Comparison of six serological methods for diagnosis of brucellosis in clinical application
10.3760/cma.j.cn231583-20190514-00140
- VernacularTitle:布鲁菌病诊断的六种血清学方法比较
- Author:
Jingyao LIU
1
;
Huimei BI
;
Zunrong ZHENG
;
Xun ZHOU
;
Liping HOU
;
Gang WANG
Author Information
1. 黑龙江省农垦总局总医院检验科,哈尔滨 150088
- From:
Chinese Journal of Endemiology
2020;39(11):835-837
- CountryChina
- Language:Chinese
-
Abstract:
Objective:To investigate the clinical significance of six serological methods for diagnosis of brucellosis.Methods:Totally 160 cases of brucellosis patients were selected as the case group and 235 cases of health medical examiners were selected as the control group from January to June 2018 in Heilongjiang Agricultural Reclamation Bureau General Hospital. Six methods were used for detection of brucellosis, including Rose Bengal plate agglutination test (RBPT), fluorescence polarization assay (FPA), indirect enzyme linked immunosorbent assay (iELISA), cysteine agglutination test, standard tube agglutination test (SAT), and anti-globulin test (Coomb's). The consistency of the 4 preliminary screening methods (RBPT vs FPA, iELISA, cysteine agglutination test), and 2 diagnosis methods (SAT vs Coomb's) was compared, and the sensitivity, specificity, rates of missed diagnosis and misdiagnosis were analyzed. Results:In the preliminary screening methods, the consistency of RBPT with FPA and iELISA was relatively consistent (Kappa = 0.872, 0.784), and the consistency with cysteine agglutination test was generally consistent (Kappa = 0.543).
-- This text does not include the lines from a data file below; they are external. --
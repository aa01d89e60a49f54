//! Persistence ports for Template, Request, and Machine (spec §4.6).
//!
//! One port, three interchangeable backends: [`in_memory`] for tests and
//! dev, [`file_backed`] (single-file JSON, atomic write-then-rename) for
//! single-process deployments, and [`dynamodb`] for a managed KV store.
//! None of the backends enforce business rules — they persist exactly what
//! the aggregate hands them.

pub mod dynamodb;
pub mod file_backed;
pub mod in_memory;
pub mod migration;

use async_trait::async_trait;

use crate::domain::{Machine, Request, Template};
use crate::error::Result;

/// Anything with a stable string id, keyed for repository storage.
pub trait Identifiable {
    fn entity_id(&self) -> String;
}

impl Identifiable for Template {
    fn entity_id(&self) -> String {
        self.template_id.clone()
    }
}

impl Identifiable for Request {
    fn entity_id(&self) -> String {
        self.request_id.clone()
    }
}

impl Identifiable for Machine {
    fn entity_id(&self) -> String {
        self.machine_id.clone()
    }
}

/// The common port every backend implements for every entity type (spec
/// §4.6): `save` upserts, `delete` of a missing id returns `false` without
/// error, `get_by_id` returns `None` for a miss, finders return an empty
/// list for no match.
#[async_trait]
pub trait Repository<T>: Send + Sync
where
    T: Identifiable + Clone + Send + Sync,
{
    async fn get_by_id(&self, id: &str) -> Result<Option<T>>;

    /// `offset`/`limit` bound an in-memory-equivalent page; backends that
    /// support a native continuation token (DynamoDB) still honor this
    /// contract at the port boundary.
    async fn get_all(&self, limit: Option<usize>, offset: usize) -> Result<Vec<T>>;

    async fn save(&self, item: T) -> Result<()>;

    async fn delete(&self, id: &str) -> Result<bool>;

    async fn exists(&self, id: &str) -> Result<bool> {
        Ok(self.get_by_id(id).await?.is_some())
    }

    /// Domain-specific finders are expressed as predicates over the full
    /// collection; each backend decides how to execute them (in-memory scan,
    /// file scan, or a DynamoDB filter expression where the predicate is
    /// cheap to translate, falling back to scan-then-filter otherwise).
    async fn find(&self, predicate: &(dyn Fn(&T) -> bool + Send + Sync)) -> Result<Vec<T>>;
}

pub type TemplateRepository = dyn Repository<Template>;
pub type RequestRepository = dyn Repository<Request>;
pub type MachineRepository = dyn Repository<Machine>;
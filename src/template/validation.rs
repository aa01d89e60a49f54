//! Template validation rules (spec §4.2).

use std::sync::OnceLock;

use chrono::{DateTime, Utc};
use regex::Regex;
use serde::{Deserialize, Serialize};

use crate::domain::{PriceType, Template};

fn ami_pattern() -> &'static Regex {
    static RE: OnceLock<Regex> = OnceLock::new();
    RE.get_or_init(|| Regex::new(r"^ami-[a-f0-9]{8,17}$").unwrap())
}

fn subnet_pattern() -> &'static Regex {
    static RE: OnceLock<Regex> = OnceLock::new();
    RE.get_or_init(|| Regex::new(r"^subnet-[a-f0-9]{8,17}$").unwrap())
}

fn security_group_pattern() -> &'static Regex {
    static RE: OnceLock<Regex> = OnceLock::new();
    RE.get_or_init(|| Regex::new(r"^sg-[a-f0-9]{8,17}$").unwrap())
}

#[derive(Debug, Clone, Serialize, Deserialize)]
pub struct ValidationReport {
    pub is_valid: bool,
    pub errors: Vec<String>,
    pub warnings: Vec<String>,
    pub supported_features: Vec<String>,
    pub validation_time: DateTime<Utc>,
    pub provider_instance: Option<String>,
}

/// Validate a resolved [`Template`] per spec §4.2's rule list.
pub fn validate_template(template: &Template) -> ValidationReport {
    let mut errors = Vec::new();
    let mut warnings = Vec::new();

    if template.image_id.is_empty() {
        errors.push("image_id is required".to_string());
    } else if !ami_pattern().is_match(&template.image_id) {
        errors.push(format!("image_id '{}' does not match ami-[a-f0-9]{{8,17}}", template.image_id));
    }

    if !(1..=1000).contains(&template.max_number) {
        errors.push(format!("max_number must be in [1, 1000], got {}", template.max_number));
    }

    if template.subnet_ids.is_empty() {
        errors.push("at least one subnet_id is required".to_string());
    }
    for subnet in &template.subnet_ids {
        if !subnet_pattern().is_match(subnet) {
            errors.push(format!("subnet_id '{subnet}' does not match subnet-[a-f0-9]{{8,17}}"));
        }
    }
    if template.subnet_ids.len() > 2 {
        warnings.push(format!(
            "{} subnets configured; more than 2 may complicate capacity planning",
            template.subnet_ids.len()
        ));
    }

    for sg in &template.security_group_ids {
        if !security_group_pattern().is_match(sg) {
            errors.push(format!("security_group_id '{sg}' does not match sg-[a-f0-9]{{8,17}}"));
        }
    }

    if template.price_type == PriceType::OnDemand {
        if template.spot.max_spot_price.is_some() || template.spot.allocation_strategy.is_some() {
            errors.push("spot parameters are only valid when price_type != ondemand".to_string());
        }
    }

    if template.instance_type.is_none() && template.instance_types.is_none() {
        errors.push("instance_type or instance_types is required".to_string());
    }

    let mut supported_features = Vec::new();
    if template.use_fleet {
        supported_features.push("ec2_fleet".to_string());
    }
    if template.use_spot_instances || template.price_type == PriceType::Spot {
        supported_features.push("spot".to_string());
    }
    if template.use_auto_scaling {
        supported_features.push("auto_scaling".to_string());
    }
    if template.price_type == PriceType::Heterogeneous {
        supported_features.push("heterogeneous_fleet".to_string());
    }

    ValidationReport {
        is_valid: errors.is_empty(),
        errors,
        warnings,
        supported_features,
        validation_time: Utc::now(),
        provider_instance: template.instance_type.clone(),
    }
}

#[cfg(test)]
mod tests {
    use super::*;
    use crate::domain::TemplateBuilder;

    fn valid_builder() -> TemplateBuilder {
        let mut b = TemplateBuilder::new("t1", "aws");
        b.image_id = "ami-0abc1234def567890".to_string();
        b.subnet_ids = vec!["subnet-aaaa1111bbbb2222c".to_string()];
        b.instance_type = Some("t3.medium".to_string());
        b.max_number = 5;
        b
    }

    #[test]
    fn well_formed_template_is_valid() {
        let template = Template::build(valid_builder()).unwrap();
        let report = validate_template(&template);
        assert!(report.is_valid, "unexpected errors: {:?}", report.errors);
    }

    #[test]
    fn malformed_ami_id_is_rejected() {
        let mut b = valid_builder();
        b.image_id = "not-an-ami".to_string();
        let template = Template::build(b).unwrap();
        let report = validate_template(&template);
        assert!(!report.is_valid);
    }

    #[test]
    fn max_number_out_of_range_is_rejected() {
        let mut b = valid_builder();
        b.max_number = 5000;
        let template = Template::build(b).unwrap();
        let report = validate_template(&template);
        assert!(!report.is_valid);
    }

    #[test]
    fn spot_params_on_ondemand_template_are_rejected() {
        let mut b = valid_builder();
        b.spot.max_spot_price = Some("0.05".to_string());
        let template = Template::build(b).unwrap();
        let report = validate_template(&template);
        assert!(!report.is_valid);
    }
}
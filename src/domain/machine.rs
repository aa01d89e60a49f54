//! The `Machine` aggregate (spec §3, §4.3).

use chrono::{DateTime, Utc};
use serde::{Deserialize, Serialize};
use std::collections::HashMap;

use crate::error::{BrokerError, Result};

#[derive(Debug, Clone, Copy, PartialEq, Eq, Serialize, Deserialize)]
pub enum MachineStatus {
    Pending,
    Running,
    Stopping,
    Terminated,
    Failed,
    Unknown,
}

impl MachineStatus {
    pub fn is_terminal(self) -> bool {
        matches!(self, MachineStatus::Terminated | MachineStatus::Failed)
    }
}

/// A single provisioned unit tracked by the broker; maps 1:1 to a cloud
/// instance (spec glossary).
///
/// Once `TERMINATED` or `FAILED`, the machine is immutable: `transition_to`
/// refuses any further change.
#[derive(Debug, Clone, Serialize, Deserialize)]
pub struct Machine {
    pub machine_id: String,
    pub provider_instance_id: Option<String>,
    pub request_id: String,
    pub template_id: String,
    pub status: MachineStatus,
    pub instance_type: Option<String>,
    pub private_ip: Option<String>,
    pub public_ip: Option<String>,
    pub launch_time: Option<DateTime<Utc>>,
    pub provider_data: HashMap<String, String>,
    pub tags: HashMap<String, String>,
}

impl Machine {
    /// Create a new machine in `PENDING`, before the provider has allocated a
    /// concrete instance (spec §4.3: "(init) -> handler allocates -> PENDING").
    pub fn new(machine_id: String, request_id: String, template_id: String) -> Self {
        Self {
            machine_id,
            provider_instance_id: None,
            request_id,
            template_id,
            status: MachineStatus::Pending,
            instance_type: None,
            private_ip: None,
            public_ip: None,
            launch_time: None,
            provider_data: HashMap::new(),
            tags: HashMap::new(),
        }
    }

    /// Attach the provider-assigned instance id. Must happen before the
    /// machine leaves `PENDING` (spec §3 invariant).
    pub fn assign_provider_instance(&mut self, provider_instance_id: String) -> Result<()> {
        if self.status.is_terminal() {
            return Err(BrokerError::Conflict(format!(
                "machine {} is terminal, cannot assign instance id",
                self.machine_id
            )));
        }
        self.provider_instance_id = Some(provider_instance_id);
        Ok(())
    }

    /// Apply a provider-reported status transition, validating it against the
    /// allowed edges in spec §4.3's machine transition table.
    pub fn transition_to(&mut self, next: MachineStatus) -> Result<bool> {
        if self.status.is_terminal() {
            return Err(BrokerError::Conflict(format!(
                "machine {} is already terminal ({:?})",
                self.machine_id, self.status
            )));
        }

        if next != MachineStatus::Unknown
            && next != MachineStatus::Failed
            && !matches!(self.status, MachineStatus::Unknown)
            && !Self::allowed_edge(self.status, next)
        {
            return Err(BrokerError::Conflict(format!(
                "illegal machine transition {:?} -> {:?}",
                self.status, next
            )));
        }

        if next != MachineStatus::Pending && self.provider_instance_id.is_none() {
            return Err(BrokerError::Internal(
                "machine left PENDING without a provider_instance_id".to_string(),
            ));
        }

        let changed = self.status != next;
        self.status = next;
        Ok(changed)
    }

    fn allowed_edge(from: MachineStatus, to: MachineStatus) -> bool {
        use MachineStatus::*;
        matches!(
            (from, to),
            (Pending, Pending)
                | (Pending, Running)
                | (Running, Running)
                | (Running, Stopping)
                | (Stopping, Terminated)
                | (Stopping, Stopping)
        )
    }

    pub fn request_return(&mut self) -> Result<()> {
        match self.status {
            MachineStatus::Running => {
                self.status = MachineStatus::Stopping;
                Ok(())
            }
            MachineStatus::Stopping => Ok(()),
            other => Err(BrokerError::Conflict(format!(
                "cannot return machine in state {other:?}"
            ))),
        }
    }
}
//! Shared utilities for the AWS provisioning handlers (spec §4.5): tag
//! building, response parsing, and SDK error classification.

use std::collections::HashMap;

use crate::domain::{Machine, MachineStatus, Template};
use crate::error::BrokerError;
use crate::resilience::retry::is_aws_code_retryable;

/// Build the standard tag set every handler attaches to launched instances:
/// `RequestId`, `Handler`, plus whatever the template itself carries.
pub fn build_tags(request_id: &str, handler: &str, template: &Template) -> Vec<aws_sdk_ec2::types::Tag> {
    let mut tags = vec![
        aws_sdk_ec2::types::Tag::builder()
            .key("RequestId")
            .value(request_id)
            .build(),
        aws_sdk_ec2::types::Tag::builder()
            .key("Handler")
            .value(handler)
            .build(),
    ];
    for (k, v) in &template.tags {
        tags.push(aws_sdk_ec2::types::Tag::builder().key(k).value(v).build());
    }
    tags
}

pub fn tag_specification(request_id: &str, handler: &str, template: &Template) -> aws_sdk_ec2::types::TagSpecification {
    aws_sdk_ec2::types::TagSpecification::builder()
        .resource_type(aws_sdk_ec2::types::ResourceType::Instance)
        .set_tags(Some(build_tags(request_id, handler, template)))
        .build()
}

/// Translate an EC2 instance-state name into our internal [`MachineStatus`].
pub fn normalize_instance_state(state_name: &str) -> MachineStatus {
    match state_name {
        "pending" => MachineStatus::Pending,
        "running" => MachineStatus::Running,
        "stopping" | "shutting-down" => MachineStatus::Stopping,
        "terminated" | "stopped" => MachineStatus::Terminated,
        _ => MachineStatus::Unknown,
    }
}

/// Build a [`Machine`] from a described EC2 instance.
pub fn machine_from_instance(
    request_id: &str,
    template_id: &str,
    instance: &aws_sdk_ec2::types::Instance,
) -> Machine {
    let instance_id = instance.instance_id().unwrap_or_default().to_string();
    let mut machine = Machine::new(
        format!("m-{}", uuid::Uuid::new_v4()),
        request_id.to_string(),
        template_id.to_string(),
    );
    let _ = machine.assign_provider_instance(instance_id);

    machine.instance_type = instance.instance_type().map(|t| t.as_str().to_string());
    machine.private_ip = instance.private_ip_address().map(|s| s.to_string());
    machine.public_ip = instance.public_ip_address().map(|s| s.to_string());
    machine.launch_time = instance
        .launch_time()
        .and_then(|lt| lt.to_millis().ok())
        .and_then(|ms| chrono::DateTime::from_timestamp(ms / 1000, 0));

    let mut provider_data = HashMap::new();
    if let Some(az) = instance.placement().and_then(|p| p.availability_zone()) {
        provider_data.insert("availability_zone".to_string(), az.to_string());
    }
    machine.provider_data = provider_data;

    let state_name = instance
        .state()
        .and_then(|s| s.name())
        .map(|n| n.as_str().to_string())
        .unwrap_or_default();
    let target = normalize_instance_state(&state_name);
    if target != MachineStatus::Pending {
        let _ = machine.transition_to(target);
    }

    machine
}

/// Classify an AWS SDK error into the broker's taxonomy (spec §7), based on
/// the error code AWS reports.
pub fn classify_sdk_error<E: std::fmt::Display>(provider: &str, err: E, code: Option<&str>) -> BrokerError {
    let message = err.to_string();
    match code {
        Some(c) if is_aws_code_retryable(c) => BrokerError::provider_transient(provider, message),
        _ => BrokerError::provider_permanent(provider, message),
    }
}

#[cfg(test)]
mod tests {
    use super::*;

    #[test]
    fn normalizes_known_ec2_states() {
        assert_eq!(normalize_instance_state("running"), MachineStatus::Running);
        assert_eq!(normalize_instance_state("shutting-down"), MachineStatus::Stopping);
        assert_eq!(normalize_instance_state("bogus"), MachineStatus::Unknown);
    }

    #[test]
    fn classify_sdk_error_routes_known_retryable_codes_to_transient() {
        let err = classify_sdk_error("aws", "boom", Some("ThrottlingException"));
        assert!(matches!(err, BrokerError::ProviderTransient { .. }));

        let err = classify_sdk_error("aws", "boom", Some("UnauthorizedOperation"));
        assert!(matches!(err, BrokerError::ProviderPermanent { .. }));
    }
}
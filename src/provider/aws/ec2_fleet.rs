//! EC2Fleet handler: the default mechanism for templates that don't ask for
//! spot, an auto-scaling group, or plain RunInstances (spec §4.5). Builds a
//! `LaunchTemplateConfigs` + `TargetCapacitySpecification` fleet request of
//! type `instant`, honoring heterogeneous instance-type weighting.

use async_trait::async_trait;
use aws_sdk_ec2::Client as Ec2Client;
use std::collections::HashMap;

use crate::domain::{Machine, MachineStatus, Template};
use crate::error::{BrokerError, Result};
use crate::provider::aws::handler_factory::ProvisioningHandler;
use crate::provider::aws::util::{classify_sdk_error, machine_from_instance, normalize_instance_state};

pub struct Ec2FleetHandler {
    client: Ec2Client,
    /// Launch template that fleet requests reference; provisioned out of
    /// band (e.g. by infrastructure-as-code), not created per-request.
    launch_template_id: Option<String>,
}

impl Ec2FleetHandler {
    pub fn new(client: Ec2Client, launch_template_id: Option<String>) -> Self {
        Self {
            client,
            launch_template_id,
        }
    }

    fn launch_template_configs(&self, template: &Template) -> Vec<aws_sdk_ec2::types::FleetLaunchTemplateConfigRequest> {
        let template_id = self
            .launch_template_id
            .clone()
            .or_else(|| template.spot.launch_template_id.clone());

        let mut overrides = Vec::new();
        if let Some(types) = &template.instance_types {
            for (instance_type, weight) in types {
                let mut o = aws_sdk_ec2::types::FleetLaunchTemplateOverridesRequest::builder()
                    .instance_type(aws_sdk_ec2::types::InstanceType::from(instance_type.as_str()))
                    .weighted_capacity(*weight as f64);
                if let Some(subnet) = template.subnet_ids.first() {
                    o = o.subnet_id(subnet);
                }
                overrides.push(o.build());
            }
        } else if let Some(instance_type) = &template.instance_type {
            let mut o = aws_sdk_ec2::types::FleetLaunchTemplateOverridesRequest::builder()
                .instance_type(aws_sdk_ec2::types::InstanceType::from(instance_type.as_str()));
            if let Some(subnet) = template.subnet_ids.first() {
                o = o.subnet_id(subnet);
            }
            overrides.push(o.build());
        }

        let spec = aws_sdk_ec2::types::FleetLaunchTemplateSpecificationRequest::builder()
            .set_launch_template_id(template_id)
            .version("$Latest")
            .build();

        vec![aws_sdk_ec2::types::FleetLaunchTemplateConfigRequest::builder()
            .launch_template_specification(spec)
            .set_overrides(Some(overrides))
            .build()]
    }
}

#[async_trait]
impl ProvisioningHandler for Ec2FleetHandler {
    fn name(&self) -> &'static str {
        "ec2_fleet"
    }

    async fn provision_instances(&self, request_id: &str, template: &Template, count: u32) -> Result<Vec<Machine>> {
        let target_capacity = aws_sdk_ec2::types::TargetCapacitySpecificationRequest::builder()
            .total_target_capacity(count as i32)
            .default_target_capacity_type(aws_sdk_ec2::types::DefaultTargetCapacityType::OnDemand)
            .build();

        let response = self
            .client
            .create_fleet()
            .r#type(aws_sdk_ec2::types::FleetType::Instant)
            .set_launch_template_configs(Some(self.launch_template_configs(template)))
            .target_capacity_specification(target_capacity)
            .send()
            .await
            .map_err(|e| {
                let code = e.as_service_error().and_then(|s| s.meta().code());
                classify_sdk_error("aws", e.to_string(), code)
            })?;

        let instance_ids: Vec<String> = response
            .instances()
            .iter()
            .flat_map(|i| i.instance_ids())
            .map(|id| id.to_string())
            .collect();

        if instance_ids.is_empty() {
            return Err(BrokerError::provider_transient(
                "aws",
                "fleet request returned zero instances",
            ));
        }

        let described = self
            .client
            .describe_instances()
            .set_instance_ids(Some(instance_ids))
            .send()
            .await
            .map_err(|e| {
                let code = e.as_service_error().and_then(|s| s.meta().code());
                classify_sdk_error("aws", e.to_string(), code)
            })?;

        let machines = described
            .reservations()
            .iter()
            .flat_map(|r| r.instances())
            .map(|instance| machine_from_instance(request_id, &template.template_id, instance))
            .collect();

        Ok(machines)
    }

    async fn terminate_instances(&self, instance_ids: &[String]) -> Result<bool> {
        if instance_ids.is_empty() {
            return Ok(true);
        }
        self.client
            .terminate_instances()
            .set_instance_ids(Some(instance_ids.to_vec()))
            .send()
            .await
            .map_err(|e| {
                let code = e.as_service_error().and_then(|s| s.meta().code());
                classify_sdk_error("aws", e.to_string(), code)
            })?;
        Ok(true)
    }

    async fn get_instance_status(&self, instance_ids: &[String]) -> Result<HashMap<String, MachineStatus>> {
        if instance_ids.is_empty() {
            return Ok(HashMap::new());
        }
        let response = self
            .client
            .describe_instances()
            .set_instance_ids(Some(instance_ids.to_vec()))
            .send()
            .await
            .map_err(|e| {
                let code = e.as_service_error().and_then(|s| s.meta().code());
                classify_sdk_error("aws", e.to_string(), code)
            })?;

        let mut statuses = HashMap::new();
        for reservation in response.reservations() {
            for instance in reservation.instances() {
                if let Some(id) = instance.instance_id() {
                    let state_name = instance
                        .state()
                        .and_then(|s| s.name())
                        .map(|n| n.as_str().to_string())
                        .unwrap_or_default();
                    statuses.insert(id.to_string(), normalize_instance_state(&state_name));
                }
            }
        }
        Ok(statuses)
    }

    async fn validate_template(&self, template: &Template) -> Result<Vec<String>> {
        let mut errors = Vec::new();
        if template.instance_type.is_none() && template.instance_types.is_none() {
            errors.push("instance_type or instance_types is required for ec2_fleet".to_string());
        }
        if self.launch_template_id.is_none() && template.spot.launch_template_id.is_none() {
            errors.push("launch_template_id is required for ec2_fleet".to_string());
        }
        Ok(errors)
    }
}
In the diagnosis methods, the consistency between SAT and Coomb's was relatively consistent (Kappa = 0.861). The sensitivity of FPA, iELISA, cysteine agglutination test and Coomb's was 91.03%, 75.00%, 56.41% and 80.14%, respectively. The specificity was 95.81%, 100.00%, 98.74% and 100.00%, respectively. The rates of missed diagnosis were 8.97%, 25.00%, 43.59% and 19.86%, respectively. The rates of misdiagnosis were 4.19%, 0, 1.26%, and 0, respectively.Conclusions:FPA and iELISA have high sensitivity and specificity, and are suitable for clinical promotion. The combined detection of multiple serological methods will reduce the probability of misdiagnosis and missed diagnosis of brucellosis, thereby improving the diagnostic level of brucellosis.